DESCRIPTION OF THE TASK -
Below are records; reproduce exactly the lines from the one that has "virtual-clock timer scheduler" through the one that has "commonly used types", ends included, and nothing more.

DATA SUPPLIED -
+++++

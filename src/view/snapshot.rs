//! Render-state snapshots.
//!
//! The rendering collaborator never reaches into the controller's state.
//! It asks for a `GameView`, a plain serializable copy of everything a
//! frame needs: every participant's visible fields, whether an actor is
//! currently revealed (to disable the other participants' inputs), and the
//! countdown.

use serde::{Deserialize, Serialize};

use crate::core::{ActionPair, Limb, Participant, Target};

/// Visible state of one participant.
#[derive(Clone, Debug, PartialEq, Eq, Serialize, Deserialize)]
pub struct ParticipantView {
    pub name: String,
    pub points: i32,
    pub target: Target,
    pub limb: Limb,
    pub remaining_time: u32,
    pub has_selected: bool,
    pub selected: bool,
    pub selected_action: Option<ActionPair>,
}

impl ParticipantView {
    /// Snapshot a participant.
    #[must_use]
    pub fn of(participant: &Participant) -> Self {
        Self {
            name: participant.name().to_string(),
            points: participant.points(),
            target: participant.target(),
            limb: participant.limb(),
            remaining_time: participant.remaining_time(),
            has_selected: participant.has_selected(),
            selected: participant.is_selected(),
            selected_action: participant.selected_action(),
        }
    }
}

/// Complete render state for one frame.
#[derive(Clone, Debug, PartialEq, Eq, Serialize, Deserialize)]
pub struct GameView {
    /// Participants in display order.
    pub participants: Vec<ParticipantView>,
    /// True if any participant is the revealed actor this cycle.
    pub any_selected: bool,
    /// Seconds left on the game countdown.
    pub remaining_time: u32,
}

impl GameView {
    /// Snapshot a participant list and countdown.
    #[must_use]
    pub fn of(participants: &[Participant], remaining_time: u32) -> Self {
        Self {
            participants: participants.iter().map(ParticipantView::of).collect(),
            any_selected: participants.iter().any(Participant::is_selected),
            remaining_time,
        }
    }
}
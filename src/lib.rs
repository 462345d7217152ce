//! # reflex
//!
//! A deterministic core for a timed, round-based party game: every cycle
//! each participant is assigned a random target/limb pair, one participant
//! is secretly chosen to act, and everyone scores by guessing their own
//! assignment back.
//!
//! ## Design Principles
//!
//! 1. **Explicit time**: the game runs on a virtual clock driven by
//!    `Game::advance`. No wall-clock timers, so every run is replayable
//!    and testable.
//!
//! 2. **Explicit ownership**: the controller is a constructed value, not a
//!    global. It exclusively owns and mutates participant state; the only
//!    external mutation path is `Game::handle_action`.
//!
//! 3. **Explicit outcomes**: guesses return `ActionOutcome` instead of
//!    silently no-oping, and degenerate configurations are `ConfigError`s
//!    instead of undefined behavior.
//!
//! ## Modules
//!
//! - `core`: targets, limbs, actions, participants, configuration, RNG
//! - `timing`: virtual-clock timer scheduler
//! - `game`: the round controller and winner reports
//! - `view`: events and snapshots for the rendering collaborator
//!
//! ## Example
//!
//! ```
//! use reflex::{Game, GameConfig};
//!
//! let mut game = Game::new(GameConfig::new(4, 60), 42).unwrap();
//! game.start();
//!
//! // One full cycle: alert hides at 3s, actor revealed at 5s, tick at 10s.
//! game.advance(10);
//!
//! for event in game.drain_events() {
//!     // hand events to the rendering layer
//!     let _ = event;
//! }
//! assert_eq!(game.remaining_time(), 50);
//! ```

pub mod core;
pub mod game;
pub mod timing;
pub mod view;

// Re-export commonly used types
pub use crate::core::{
    ActionOutcome, ActionPair, ConfigError, GameConfig, GameRng, Limb, Participant, RejectReason,
    Target,
};
pub use crate::game::{Game, GameReport};
pub use crate::timing::{Fired, Scheduler, TimerId};
pub use crate::view::{GameView, ParticipantView, ViewEvent};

+++++

TASK RESULT -
//! - `timing`: virtual-clock timer scheduler
//! - `game`: the round controller and winner reports
//! - `view`: events and snapshots for the rendering collaborator
//!
//! ## Example
//!
//! ```
//! use reflex::{Game, GameConfig};
//!
//! let mut game = Game::new(GameConfig::new(4, 60), 42).unwrap();
//! game.start();
//!
//! // One full cycle: alert hides at 3s, actor revealed at 5s, tick at 10s.
//! game.advance(10);
//!
//! for event in game.drain_events() {
//!     // hand events to the rendering layer
//!     let _ = event;
//! }
//! assert_eq!(game.remaining_time(), 50);
//! ```

pub mod core;
pub mod game;
pub mod timing;
pub mod view;

// Re-export commonly used types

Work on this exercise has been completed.